(Saved entries)
----------------------------------------

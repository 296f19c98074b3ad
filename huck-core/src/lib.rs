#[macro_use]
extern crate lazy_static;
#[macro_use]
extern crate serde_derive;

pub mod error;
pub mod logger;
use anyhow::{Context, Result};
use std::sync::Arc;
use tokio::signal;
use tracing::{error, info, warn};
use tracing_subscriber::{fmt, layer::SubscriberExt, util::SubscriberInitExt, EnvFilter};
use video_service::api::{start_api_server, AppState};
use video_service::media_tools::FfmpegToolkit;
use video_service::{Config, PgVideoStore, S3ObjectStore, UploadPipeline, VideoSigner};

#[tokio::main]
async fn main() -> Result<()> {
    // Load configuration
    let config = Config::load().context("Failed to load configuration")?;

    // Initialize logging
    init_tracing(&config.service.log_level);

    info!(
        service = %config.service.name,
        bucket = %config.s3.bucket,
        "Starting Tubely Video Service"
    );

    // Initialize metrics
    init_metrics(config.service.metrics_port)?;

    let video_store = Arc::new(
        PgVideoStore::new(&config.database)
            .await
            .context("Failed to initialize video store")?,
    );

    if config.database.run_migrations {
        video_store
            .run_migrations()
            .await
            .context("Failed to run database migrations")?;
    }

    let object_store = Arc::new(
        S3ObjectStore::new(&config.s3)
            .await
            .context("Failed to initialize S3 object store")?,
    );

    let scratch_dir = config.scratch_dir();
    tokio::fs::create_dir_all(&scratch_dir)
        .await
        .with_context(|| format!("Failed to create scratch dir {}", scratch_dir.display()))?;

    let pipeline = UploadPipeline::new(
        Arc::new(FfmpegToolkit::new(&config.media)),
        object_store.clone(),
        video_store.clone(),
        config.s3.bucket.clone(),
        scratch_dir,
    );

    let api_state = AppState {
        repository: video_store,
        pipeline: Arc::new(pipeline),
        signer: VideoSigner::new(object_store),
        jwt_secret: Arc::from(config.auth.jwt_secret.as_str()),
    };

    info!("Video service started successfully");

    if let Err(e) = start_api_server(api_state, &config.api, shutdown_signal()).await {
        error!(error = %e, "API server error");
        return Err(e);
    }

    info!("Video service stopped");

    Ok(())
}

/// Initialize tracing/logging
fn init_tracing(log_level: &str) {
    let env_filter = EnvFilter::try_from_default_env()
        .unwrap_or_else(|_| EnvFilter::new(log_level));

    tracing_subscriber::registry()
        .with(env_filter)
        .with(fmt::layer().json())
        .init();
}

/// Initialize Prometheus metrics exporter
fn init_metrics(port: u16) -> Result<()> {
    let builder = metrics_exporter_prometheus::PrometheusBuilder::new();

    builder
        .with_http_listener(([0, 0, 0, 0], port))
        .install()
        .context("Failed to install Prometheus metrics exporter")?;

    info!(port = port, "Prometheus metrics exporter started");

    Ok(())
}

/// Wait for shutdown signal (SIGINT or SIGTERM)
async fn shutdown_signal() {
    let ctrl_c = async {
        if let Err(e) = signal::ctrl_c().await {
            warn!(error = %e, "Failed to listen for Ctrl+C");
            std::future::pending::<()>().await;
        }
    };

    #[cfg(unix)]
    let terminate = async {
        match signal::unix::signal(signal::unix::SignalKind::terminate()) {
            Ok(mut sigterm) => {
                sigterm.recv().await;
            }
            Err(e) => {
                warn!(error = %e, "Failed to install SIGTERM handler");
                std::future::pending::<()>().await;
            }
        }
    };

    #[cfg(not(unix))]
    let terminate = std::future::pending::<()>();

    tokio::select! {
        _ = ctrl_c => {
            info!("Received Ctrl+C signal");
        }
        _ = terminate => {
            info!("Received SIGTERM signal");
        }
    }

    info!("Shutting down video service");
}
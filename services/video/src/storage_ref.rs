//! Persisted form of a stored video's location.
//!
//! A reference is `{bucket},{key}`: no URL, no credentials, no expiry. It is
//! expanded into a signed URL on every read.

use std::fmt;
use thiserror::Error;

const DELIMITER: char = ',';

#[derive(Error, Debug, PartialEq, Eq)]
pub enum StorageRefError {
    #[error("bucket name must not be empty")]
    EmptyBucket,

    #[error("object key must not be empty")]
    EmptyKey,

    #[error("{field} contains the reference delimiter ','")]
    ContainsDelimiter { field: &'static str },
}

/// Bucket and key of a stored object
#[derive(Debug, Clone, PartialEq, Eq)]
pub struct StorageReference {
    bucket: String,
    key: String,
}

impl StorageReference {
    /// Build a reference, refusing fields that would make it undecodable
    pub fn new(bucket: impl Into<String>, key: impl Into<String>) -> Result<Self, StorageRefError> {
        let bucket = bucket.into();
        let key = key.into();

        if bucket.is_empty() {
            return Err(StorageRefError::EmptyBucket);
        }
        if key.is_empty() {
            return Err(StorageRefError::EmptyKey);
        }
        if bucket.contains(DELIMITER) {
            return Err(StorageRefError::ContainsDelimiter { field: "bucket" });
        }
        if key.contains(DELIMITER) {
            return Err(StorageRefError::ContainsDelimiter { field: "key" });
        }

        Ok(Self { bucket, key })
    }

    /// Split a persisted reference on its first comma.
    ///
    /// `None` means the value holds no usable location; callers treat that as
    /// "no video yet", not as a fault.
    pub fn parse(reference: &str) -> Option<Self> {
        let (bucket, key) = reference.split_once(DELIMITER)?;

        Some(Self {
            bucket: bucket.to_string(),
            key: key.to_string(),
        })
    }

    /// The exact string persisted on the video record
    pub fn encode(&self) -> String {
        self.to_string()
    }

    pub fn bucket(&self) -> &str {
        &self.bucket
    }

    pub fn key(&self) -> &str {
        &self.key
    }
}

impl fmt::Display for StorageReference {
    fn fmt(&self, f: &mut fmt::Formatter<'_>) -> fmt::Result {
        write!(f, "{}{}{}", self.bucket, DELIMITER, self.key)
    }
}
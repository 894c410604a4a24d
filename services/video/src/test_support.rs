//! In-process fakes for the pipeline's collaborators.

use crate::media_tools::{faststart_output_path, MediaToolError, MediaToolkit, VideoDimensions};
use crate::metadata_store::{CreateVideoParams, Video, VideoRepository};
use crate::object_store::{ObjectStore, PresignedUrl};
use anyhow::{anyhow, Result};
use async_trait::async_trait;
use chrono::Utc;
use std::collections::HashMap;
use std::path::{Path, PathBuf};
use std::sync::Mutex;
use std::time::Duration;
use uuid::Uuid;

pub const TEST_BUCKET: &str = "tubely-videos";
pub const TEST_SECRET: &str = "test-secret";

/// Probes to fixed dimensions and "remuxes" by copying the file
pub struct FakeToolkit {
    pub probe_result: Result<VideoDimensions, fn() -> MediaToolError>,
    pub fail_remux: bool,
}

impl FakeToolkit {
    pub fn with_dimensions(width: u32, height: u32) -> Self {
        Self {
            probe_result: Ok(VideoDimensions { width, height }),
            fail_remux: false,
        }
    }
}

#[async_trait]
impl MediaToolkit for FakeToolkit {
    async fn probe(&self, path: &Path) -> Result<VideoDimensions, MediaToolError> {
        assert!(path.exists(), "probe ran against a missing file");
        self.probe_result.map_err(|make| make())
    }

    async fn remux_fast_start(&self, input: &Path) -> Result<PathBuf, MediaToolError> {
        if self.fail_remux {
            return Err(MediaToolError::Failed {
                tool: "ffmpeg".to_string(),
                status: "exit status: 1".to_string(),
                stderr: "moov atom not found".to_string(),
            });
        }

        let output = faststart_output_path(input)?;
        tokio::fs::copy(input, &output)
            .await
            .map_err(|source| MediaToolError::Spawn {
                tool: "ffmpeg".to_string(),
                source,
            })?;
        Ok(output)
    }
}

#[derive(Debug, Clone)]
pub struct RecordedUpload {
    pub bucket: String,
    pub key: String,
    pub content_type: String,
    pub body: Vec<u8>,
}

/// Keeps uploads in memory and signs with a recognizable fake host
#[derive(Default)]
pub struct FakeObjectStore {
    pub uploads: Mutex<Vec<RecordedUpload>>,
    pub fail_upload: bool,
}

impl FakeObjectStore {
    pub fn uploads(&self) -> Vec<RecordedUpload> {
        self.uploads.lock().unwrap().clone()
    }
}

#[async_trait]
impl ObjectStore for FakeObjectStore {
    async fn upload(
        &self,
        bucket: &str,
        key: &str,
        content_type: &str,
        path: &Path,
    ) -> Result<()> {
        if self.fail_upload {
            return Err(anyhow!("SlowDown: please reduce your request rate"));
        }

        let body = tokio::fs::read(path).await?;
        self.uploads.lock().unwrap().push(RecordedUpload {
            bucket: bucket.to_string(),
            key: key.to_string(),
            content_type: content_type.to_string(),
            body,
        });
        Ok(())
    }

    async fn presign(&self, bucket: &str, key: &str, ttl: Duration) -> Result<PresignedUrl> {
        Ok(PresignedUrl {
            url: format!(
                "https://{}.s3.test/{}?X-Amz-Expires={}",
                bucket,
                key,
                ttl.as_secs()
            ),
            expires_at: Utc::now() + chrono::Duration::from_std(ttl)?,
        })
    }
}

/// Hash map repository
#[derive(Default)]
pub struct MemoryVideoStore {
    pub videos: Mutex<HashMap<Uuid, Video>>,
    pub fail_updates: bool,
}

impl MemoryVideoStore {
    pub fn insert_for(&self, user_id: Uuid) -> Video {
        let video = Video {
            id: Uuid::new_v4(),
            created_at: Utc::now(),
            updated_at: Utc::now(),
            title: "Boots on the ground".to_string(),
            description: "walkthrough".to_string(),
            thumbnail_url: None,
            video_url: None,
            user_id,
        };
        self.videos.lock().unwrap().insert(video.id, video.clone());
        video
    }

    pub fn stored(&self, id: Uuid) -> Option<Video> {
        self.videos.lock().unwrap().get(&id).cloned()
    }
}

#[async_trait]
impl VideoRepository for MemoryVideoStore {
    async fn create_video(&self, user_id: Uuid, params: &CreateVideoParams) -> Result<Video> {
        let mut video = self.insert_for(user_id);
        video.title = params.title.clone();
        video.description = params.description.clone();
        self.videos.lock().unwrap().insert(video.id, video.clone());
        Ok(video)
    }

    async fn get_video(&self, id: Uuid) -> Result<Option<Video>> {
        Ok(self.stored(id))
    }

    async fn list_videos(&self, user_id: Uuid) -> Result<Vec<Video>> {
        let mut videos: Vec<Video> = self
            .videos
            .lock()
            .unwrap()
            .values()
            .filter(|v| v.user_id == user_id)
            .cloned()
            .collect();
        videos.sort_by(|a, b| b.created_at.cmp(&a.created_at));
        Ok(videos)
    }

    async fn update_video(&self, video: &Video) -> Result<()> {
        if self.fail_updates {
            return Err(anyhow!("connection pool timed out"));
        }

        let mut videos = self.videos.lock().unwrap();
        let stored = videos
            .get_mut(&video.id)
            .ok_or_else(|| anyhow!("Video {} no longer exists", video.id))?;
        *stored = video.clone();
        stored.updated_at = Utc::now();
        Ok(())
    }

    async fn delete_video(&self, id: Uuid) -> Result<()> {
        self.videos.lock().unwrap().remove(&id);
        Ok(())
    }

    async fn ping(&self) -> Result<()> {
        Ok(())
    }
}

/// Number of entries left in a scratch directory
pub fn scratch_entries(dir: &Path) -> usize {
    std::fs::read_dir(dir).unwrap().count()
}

----------------------------------------

Search the entries for the word "StorageRefError" and copy every line that has it.

Exercise answer:
pub enum StorageRefError {
    pub fn new(bucket: impl Into<String>, key: impl Into<String>) -> Result<Self, StorageRefError> {
            return Err(StorageRefError::EmptyBucket);
            return Err(StorageRefError::EmptyKey);
            return Err(StorageRefError::ContainsDelimiter { field: "bucket" });
            return Err(StorageRefError::ContainsDelimiter { field: "key" });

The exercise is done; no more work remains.